Welcome to my journey.



April 20th, 2018 and April 18th, 2019. 126 pounds gone!




Intro – Part 3: Things get scary

At some point I started to have “pop ups” of wanting to die. I describe them as pop ups because I’d be bopping down the high way, listening to music, dancing in my seat, then suddenly think “I need to slit my throat.” WTF!?!?!? It was, to put it mildly, horrible. I thought I was losing my mind. Things began deteriorating rapidly. I felt crippling anxiety and depression. Constantly overwhelmed, stupid, and unable to do anything at all. At work, everything was a “big amorphous blob,” and I didn’t know where to start, what the goals were, or who to ask. At some point in the beginning of December, I arranged for my dogs to be taken care of by my brother, and I asked my ex-husband to take our son and the flaming narcissist exchange student for a couple of days. Then I drove myself to the emergency room and had myself committed. Other than the ex-husband, I didn’t tell anyone where I was going. In my mental state at that time only two things really stood out. I didn’t think anyone would notice I was gone, and I didn’t want to bother anyone. This, of course, made my family insane with worry (sorry, fam!).

Come to find out – in a very small portion of people – Lyrica does this. I was voluntarily committed for 5 days. They weaned me off the Lyrica and started me on anti-psychotic meds to combat the suicidal thoughts and hallucinations caused by the formerly wonder drug. These symptoms, it turned out, would take weeks to go away. I took a break from my ADHD meds, as a side effect is anxiety.
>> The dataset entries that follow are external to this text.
//! Output mode handling.

use clap::Args;
use serde::Serialize;

/// Output selection shared by all subcommands.
#[derive(Debug, Clone, Copy, PartialEq, Eq, Args)]
pub struct OutputArgs {
    /// Emit machine-readable JSON instead of text.
    #[arg(long, global = true)]
    pub json: bool,
}

/// Render a payload in the selected mode.
pub fn render<T: Serialize>(
    output: OutputArgs,
    payload: &T,
    text: impl FnOnce(&T) -> String,
) -> Result<String, serde_json::Error> {
    if output.json {
        serde_json::to_string_pretty(payload)
    } else {
        Ok(text(payload))
    }
}

#[cfg(test)]
mod tests {
    use super::*;

    #[test]
    fn json_mode_renders_json() -> Result<(), serde_json::Error> {
        let rendered = render(OutputArgs { json: true }, &42u32, |_| String::new())?;
        assert_eq!(rendered, "42");
        Ok(())
    }

    #[test]
    fn text_mode_uses_the_formatter() -> Result<(), serde_json::Error> {
        let rendered = render(OutputArgs { json: false }, &42u32, |value| {
            format!("value: {value}")
        })?;
        assert_eq!(rendered, "value: 42");
        Ok(())
    }
}
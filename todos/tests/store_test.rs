//! Integration tests for the configured todo store
//!
//! Exercises dispatch through the full middleware chain: ordering, the
//! mutation counter, subscribers and configuration switches.

#![allow(clippy::unwrap_used, clippy::expect_used)] // Test code can use unwrap/expect

use std::sync::Arc;
use todo_store_runtime::{Middleware, MiddlewareError, Store, StoreError};
use todo_store_testing::{RecordingMiddleware, test_ids};
use todos::{
    AppAction, AppReducer, AppState, Config, Todo, TodoAction, TodoEnvironment, TodoId,
    configure_store,
};

fn test_env() -> TodoEnvironment {
    TodoEnvironment::new(Arc::new(test_ids()))
}

/// Refuses every removal
struct NoRemovals;

impl Middleware<AppState, AppAction> for NoRemovals {
    fn name(&self) -> &'static str {
        "no_removals"
    }

    fn before(&self, action: &AppAction, _state: &AppState) -> Result<(), MiddlewareError> {
        match action {
            AppAction::Todos(TodoAction::Remove { .. }) => {
                Err(MiddlewareError::Refused("removals are disabled".to_string()))
            }
            _ => Ok(()),
        }
    }
}

fn empty_config() -> Config {
    Config {
        seed_starter_todos: false,
        ..Config::default()
    }
}

#[tokio::test]
async fn test_create_edit_toggle_remove_through_store() {
    let store = configure_store(&empty_config(), test_env());

    store.send(AppAction::create("Buy milk")).await.unwrap();
    store.send(AppAction::create("Walk dog")).await.unwrap();
    store.send(AppAction::edit("todo-1", "Buy oat milk")).await.unwrap();
    store.send(AppAction::toggle("todo-2", true)).await.unwrap();

    let state = store.state(Clone::clone).await;
    assert_eq!(
        state.todos,
        vec![
            Todo::new("todo-1", "Buy oat milk", false),
            Todo::new("todo-2", "Walk dog", true),
        ]
    );
    assert_eq!(state.counter, 4);

    store.send(AppAction::remove("todo-1")).await.unwrap();

    let state = store.state(Clone::clone).await;
    assert_eq!(state.todos, vec![Todo::new("todo-2", "Walk dog", true)]);
    assert_eq!(state.counter, 5);
}

#[tokio::test]
async fn test_counter_counts_no_op_mutations_but_not_select() {
    let store = configure_store(&empty_config(), test_env());

    store.send(AppAction::edit("missing", "x")).await.unwrap();
    store.send(AppAction::toggle("missing", true)).await.unwrap();
    store.send(AppAction::remove("missing")).await.unwrap();
    store.send(AppAction::select("missing")).await.unwrap();

    let state = store.state(Clone::clone).await;
    assert!(state.todos.is_empty());
    assert_eq!(state.counter, 3);
    assert_eq!(state.selected_todo, Some(TodoId::new("missing")));
}

#[tokio::test]
async fn test_documented_example_sequence() {
    let initial = AppState {
        todos: vec![Todo::new("a", "x", false)],
        ..AppState::default()
    };
    let store = Store::new(initial, AppReducer::new(), test_env());

    store.send(AppAction::edit("a", "y")).await.unwrap();
    assert_eq!(
        store.state(Clone::clone).await,
        AppState {
            todos: vec![Todo::new("a", "y", false)],
            selected_todo: None,
            counter: 1,
        }
    );

    store.send(AppAction::remove("a")).await.unwrap();
    assert_eq!(store.state(|s| (s.todos.len(), s.counter)).await, (0, 2));

    store.send(AppAction::remove("a")).await.unwrap();
    assert_eq!(store.state(|s| (s.todos.len(), s.counter)).await, (0, 3));
}

#[tokio::test]
async fn test_starter_todos_seeded_by_default() {
    let store = configure_store(&Config::default(), test_env());

    let state = store.state(Clone::clone).await;
    assert_eq!(state.todos.len(), 3);
    assert_eq!(state.todos[0], Todo::new("todo-1", "Learn React", true));
    assert_eq!(state.todos[2], Todo::new("todo-3", "Learn Redux-ToolKit", false));

    // Ids minted for the seed are not reused by later creates.
    store.send(AppAction::create("Learn Rust")).await.unwrap();
    assert_eq!(
        store.state(|s| s.todos[3].id.clone()).await,
        TodoId::new("todo-4")
    );
}

#[tokio::test]
async fn test_default_middleware_chain() {
    let store = configure_store(&Config::default(), test_env());
    assert_eq!(
        store.middleware_names(),
        vec!["serializable_check", "action_logger"]
    );

    let config = Config {
        log_actions: false,
        serializable_check: false,
        ..Config::default()
    };
    let store = configure_store(&config, test_env());
    assert!(store.middleware_names().is_empty());
}

#[tokio::test]
async fn test_logger_runs_with_subscriber_installed() {
    let _ = tracing_subscriber::fmt()
        .with_max_level(tracing::Level::TRACE)
        .with_test_writer()
        .try_init();

    let store = configure_store(&Config::default(), test_env());
    store.send(AppAction::create("Logged")).await.unwrap();
    store.send(AppAction::select("todo-4")).await.unwrap();

    assert_eq!(store.state(|s| s.counter).await, 1);
}

#[tokio::test]
async fn test_subscribers_observe_applied_actions_in_order() {
    let recorder = RecordingMiddleware::new();
    let store = configure_store(&empty_config(), test_env()).with_middleware(recorder.clone());
    let mut actions = store.subscribe_actions();
    let mut states = store.subscribe_state();

    store.send(AppAction::create("a")).await.unwrap();
    store.send(AppAction::select("todo-1")).await.unwrap();
    store.send(AppAction::remove("todo-1")).await.unwrap();

    assert_eq!(actions.recv().await.unwrap(), AppAction::create("a"));
    assert_eq!(actions.recv().await.unwrap(), AppAction::select("todo-1"));
    assert_eq!(actions.recv().await.unwrap(), AppAction::remove("todo-1"));

    assert!(states.has_changed().unwrap());
    let latest = states.borrow_and_update().clone();
    assert!(latest.todos.is_empty());
    assert_eq!(latest.counter, 2);

    assert_eq!(
        recorder.action_types(),
        vec!["todos/create", "selectedTodo/select", "todos/remove"]
    );
}

#[tokio::test]
async fn test_shutdown_rejects_further_dispatch() {
    let store = configure_store(&empty_config(), test_env());

    store.send(AppAction::create("before")).await.unwrap();
    store.shutdown();

    assert_eq!(
        store.send(AppAction::create("after")).await,
        Err(StoreError::ShutdownInProgress)
    );
    assert_eq!(store.state(|s| (s.todos.len(), s.counter)).await, (1, 1));
}

#[tokio::test]
async fn test_concurrent_dispatch_is_serialized() {
    let store = Arc::new(configure_store(&empty_config(), test_env()));

    let handles: Vec<_> = (0..20)
        .map(|i| {
            let store = Arc::clone(&store);
            tokio::spawn(async move { store.send(AppAction::create(format!("todo {i}"))).await })
        })
        .collect();

    for handle in handles {
        handle.await.expect("task panicked").unwrap();
    }

    let state = store.state(Clone::clone).await;
    assert_eq!(state.todos.len(), 20);
    assert_eq!(state.counter, 20);

    let mut ids: Vec<&str> = state.todos.iter().map(|t| t.id.as_str()).collect();
    ids.sort_unstable();
    ids.dedup();
    assert_eq!(ids.len(), 20);
}

#[tokio::test]
async fn test_refused_mutation_is_not_counted() {
    let recorder = RecordingMiddleware::new();
    let store = configure_store(&empty_config(), test_env())
        .with_middleware(NoRemovals)
        .with_middleware(recorder.clone());
    let mut actions = store.subscribe_actions();

    store.send(AppAction::create("keep me")).await.unwrap();
    let before = store.state(Clone::clone).await;

    let result = store.send(AppAction::remove("todo-1")).await;
    assert_eq!(
        result,
        Err(StoreError::Rejected {
            action_type: "todos/remove",
            middleware: "no_removals",
            reason: "removals are disabled".to_string(),
        })
    );

    let after = store.state(Clone::clone).await;
    assert_eq!(after, before);
    assert_eq!(after.counter, 1);
    assert_eq!(after.todos, vec![Todo::new("todo-1", "keep me", false)]);

    assert_eq!(actions.recv().await.unwrap(), AppAction::create("keep me"));
    assert!(actions.try_recv().is_err());
    assert_eq!(recorder.action_types(), vec!["todos/create"]);
}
Then, under the care of my amazing therapist, I embarked on an extreme self-care regime to heal my mental state.



Intro – Part 2: Things Sucked, then looked better

In October 2017, there was (as always) a great deal of chaos in my life.
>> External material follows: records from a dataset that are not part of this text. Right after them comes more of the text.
//! Domain types for the todo list.
//!
//! The aggregate state has three slices, each owned by exactly one reducer:
//! the ordered todo list, the currently selected todo and a counter of todo
//! mutations. Actions are grouped per slice and wrapped in [`AppAction`] for
//! dispatch.

use serde::{Deserialize, Serialize};
use todo_store_core::action::Action;
use todo_store_core::environment::IdGenerator;
use todo_store_macros::Action;

/// Opaque unique identifier of a todo
#[derive(Clone, Debug, PartialEq, Eq, Hash, Serialize, Deserialize)]
#[serde(transparent)]
pub struct TodoId(String);

impl TodoId {
    /// Wraps an existing token
    #[must_use]
    pub fn new(id: impl Into<String>) -> Self {
        Self(id.into())
    }

    /// Mints a fresh id from the generator
    #[must_use]
    pub fn generate(ids: &dyn IdGenerator) -> Self {
        Self(ids.next_id())
    }

    /// Returns the inner token
    #[must_use]
    pub fn as_str(&self) -> &str {
        &self.0
    }
}

impl std::fmt::Display for TodoId {
    fn fmt(&self, f: &mut std::fmt::Formatter<'_>) -> std::fmt::Result {
        write!(f, "{}", self.0)
    }
}

impl From<&str> for TodoId {
    fn from(id: &str) -> Self {
        Self::new(id)
    }
}

impl From<String> for TodoId {
    fn from(id: String) -> Self {
        Self(id)
    }
}

/// A single todo item
#[derive(Clone, Debug, PartialEq, Eq, Serialize, Deserialize)]
#[serde(rename_all = "camelCase")]
pub struct Todo {
    /// Unique identifier, fixed at creation
    pub id: TodoId,
    /// Human-readable description
    pub desc: String,
    /// Whether the todo is done
    pub is_complete: bool,
}

impl Todo {
    /// Creates a new todo
    #[must_use]
    pub fn new(id: impl Into<TodoId>, desc: impl Into<String>, is_complete: bool) -> Self {
        Self {
            id: id.into(),
            desc: desc.into(),
            is_complete,
        }
    }
}

/// Aggregate state of the application
///
/// Serializes as `{ "todos": [...], "selectedTodo": string|null, "counter": number }`.
#[derive(Clone, Debug, Default, PartialEq, Eq, Serialize, Deserialize)]
#[serde(rename_all = "camelCase")]
pub struct AppState {
    /// Todos in display order
    pub todos: Vec<Todo>,
    /// Currently selected todo, not necessarily still present in `todos`
    pub selected_todo: Option<TodoId>,
    /// Number of todo mutations dispatched so far
    pub counter: u64,
}

impl AppState {
    /// Creates an empty state
    #[must_use]
    pub fn new() -> Self {
        Self::default()
    }

    /// The initial state the application ships with: three starter todos
    #[must_use]
    pub fn with_starter_todos(ids: &dyn IdGenerator) -> Self {
        Self {
            todos: vec![
                Todo::new(TodoId::generate(ids), "Learn React", true),
                Todo::new(TodoId::generate(ids), "Learn Redux", true),
                Todo::new(TodoId::generate(ids), "Learn Redux-ToolKit", false),
            ],
            selected_todo: None,
            counter: 0,
        }
    }

    /// Returns the first todo with the given id
    #[must_use]
    pub fn get(&self, id: &TodoId) -> Option<&Todo> {
        self.todos.iter().find(|todo| &todo.id == id)
    }

    /// Returns the selected todo, if the selection still refers to one
    #[must_use]
    pub fn selected(&self) -> Option<&Todo> {
        self.selected_todo.as_ref().and_then(|id| self.get(id))
    }

    /// Returns the number of completed todos
    #[must_use]
    pub fn completed_count(&self) -> usize {
        self.todos.iter().filter(|todo| todo.is_complete).count()
    }
}

/// Actions owned by the todo list slice
#[derive(Action, Clone, Debug, PartialEq, Eq, Serialize, Deserialize)]
#[action(slice = "todos")]
#[serde(tag = "type", content = "payload")]
pub enum TodoAction {
    /// Append a new, incomplete todo; its id is minted by the reducer
    #[serde(rename = "todos/create")]
    Create {
        /// Description of the new todo
        desc: String,
    },

    /// Replace the description of a todo
    #[serde(rename = "todos/edit")]
    Edit {
        /// Todo to edit
        id: TodoId,
        /// New description
        desc: String,
    },

    /// Set the completion flag of a todo
    #[serde(rename = "todos/toggle")]
    Toggle {
        /// Todo to update
        id: TodoId,
        /// Target value, not a flip
        #[serde(rename = "isComplete")]
        is_complete: bool,
    },

    /// Delete a todo
    #[serde(rename = "todos/remove")]
    Remove {
        /// Todo to delete
        id: TodoId,
    },
}

/// Actions owned by the selection slice
#[derive(Action, Clone, Debug, PartialEq, Eq, Serialize, Deserialize)]
#[action(slice = "selectedTodo")]
#[serde(tag = "type", content = "payload")]
pub enum SelectionAction {
    /// Make a todo the current selection
    #[serde(rename = "selectedTodo/select")]
    Select {
        /// Todo to select, not checked against the list
        id: TodoId,
    },
}

/// Everything that can be dispatched to the application store
#[derive(Clone, Debug, PartialEq, Eq, Serialize, Deserialize)]
#[serde(untagged)]
pub enum AppAction {
    /// A todo list mutation
    Todos(TodoAction),
    /// A selection change
    Selection(SelectionAction),
}

impl AppAction {
    /// Action creator for [`TodoAction::Create`]
    #[must_use]
    pub fn create(desc: impl Into<String>) -> Self {
        Self::Todos(TodoAction::Create { desc: desc.into() })
    }

    /// Action creator for [`TodoAction::Edit`]
    #[must_use]
    pub fn edit(id: impl Into<TodoId>, desc: impl Into<String>) -> Self {
        Self::Todos(TodoAction::Edit {
            id: id.into(),
            desc: desc.into(),
        })
    }

    /// Action creator for [`TodoAction::Toggle`]
    #[must_use]
    pub fn toggle(id: impl Into<TodoId>, is_complete: bool) -> Self {
        Self::Todos(TodoAction::Toggle {
            id: id.into(),
            is_complete,
        })
    }

    /// Action creator for [`TodoAction::Remove`]
    #[must_use]
    pub fn remove(id: impl Into<TodoId>) -> Self {
        Self::Todos(TodoAction::Remove { id: id.into() })
    }

    /// Action creator for [`SelectionAction::Select`]
    #[must_use]
    pub fn select(id: impl Into<TodoId>) -> Self {
        Self::Selection(SelectionAction::Select { id: id.into() })
    }

    /// Whether this is one of the todo list mutations the counter tracks
    #[must_use]
    pub const fn is_todo_mutation(&self) -> bool {
        match self {
            Self::Todos(
                TodoAction::Create { .. }
                | TodoAction::Edit { .. }
                | TodoAction::Toggle { .. }
                | TodoAction::Remove { .. },
            ) => true,
            Self::Selection(_) => false,
        }
    }

    /// The todo list action, if this is one
    #[must_use]
    pub const fn as_todo(&self) -> Option<&TodoAction> {
        match self {
            Self::Todos(action) => Some(action),
            Self::Selection(_) => None,
        }
    }

    /// The selection action, if this is one
    #[must_use]
    pub const fn as_selection(&self) -> Option<&SelectionAction> {
        match self {
            Self::Selection(action) => Some(action),
            Self::Todos(_) => None,
        }
    }
}

impl Action for AppAction {
    fn action_type(&self) -> &'static str {
        match self {
            Self::Todos(action) => action.action_type(),
            Self::Selection(action) => action.action_type(),
        }
    }
}

impl From<TodoAction> for AppAction {
    fn from(action: TodoAction) -> Self {
        Self::Todos(action)
    }
}

impl From<SelectionAction> for AppAction {
    fn from(action: SelectionAction) -> Self {
        Self::Selection(action)
    }
}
We were hosting the most obnoxious, narcissistic, demanding exchange student on the planet which was triggering a lot of stuff for me in a long history of dealing with obnoxious, demanding narcissists. I had just moved into a new townhouse, and had decided to give up fostering children as I was finding this too emotionally difficult. I was battling constant exhaustion, which I was assured was related to my recent diagnosis of sleep apnea. Combine this with nearly 150 extra pounds I was carrying and the additional diagnosis of fibromyalgia about 10 years earlier. I was a walking disaster.

Nights were filled with constant pain, flipping from side to back, to the other side, back to my back. I was only comfortable for about 15 mins, then the position would become too painful to stay put. The sleep study revealed I never actually hit REM sleep. I switched to a new fibromyalgia doctor, and he put me on a glorious new medicine: Lyrica. For six weeks I had the most amazing sleep I’d had in years. The constant pain was tolerable enough to stay in 2-3 positions all night. I was in heaven. Mostly. And then it all started to go a bit wrong.



Intro – Part 1

I’ve always had trouble with procrastinating, with keeping anywhere I lived tidy, and being able to give any attention to anything for very long. In my 30s, I was diagnosed as ADHD. At first (for years…), I didn’t quite believe the doctors, but as I read many books on the subject, everything started to make sense. My entire school career made sense. My inability to keep my backpack, locker, or bedroom neat for even a day or two. My “flitting” from one thing to another (I’m great at starting things, nsm at finishing). Impulsivity in finances (vacillating from broke to stable and back again every other month), and again, procrastination – my constant companion.

In fact, it was procrastination, and a crippling anxiety over failure, (coupled with negative performance review at work), that really pushed me to seek answers. I’m not exactly being honest. The truth is my performance review wasn’t overall negative. Overall it was very positive, however, it wasn’t entirely positive. Specifically, I was told I needed to improve in one area.  And in my mind, it was therefore entirely negative (more on that in a later post). But all you need to know at the moment is that it felt negative to me where I was at the time, which I reacted to in the only way I knew how. I was going to fix the shit out of this. And by “this,” I meant “me.”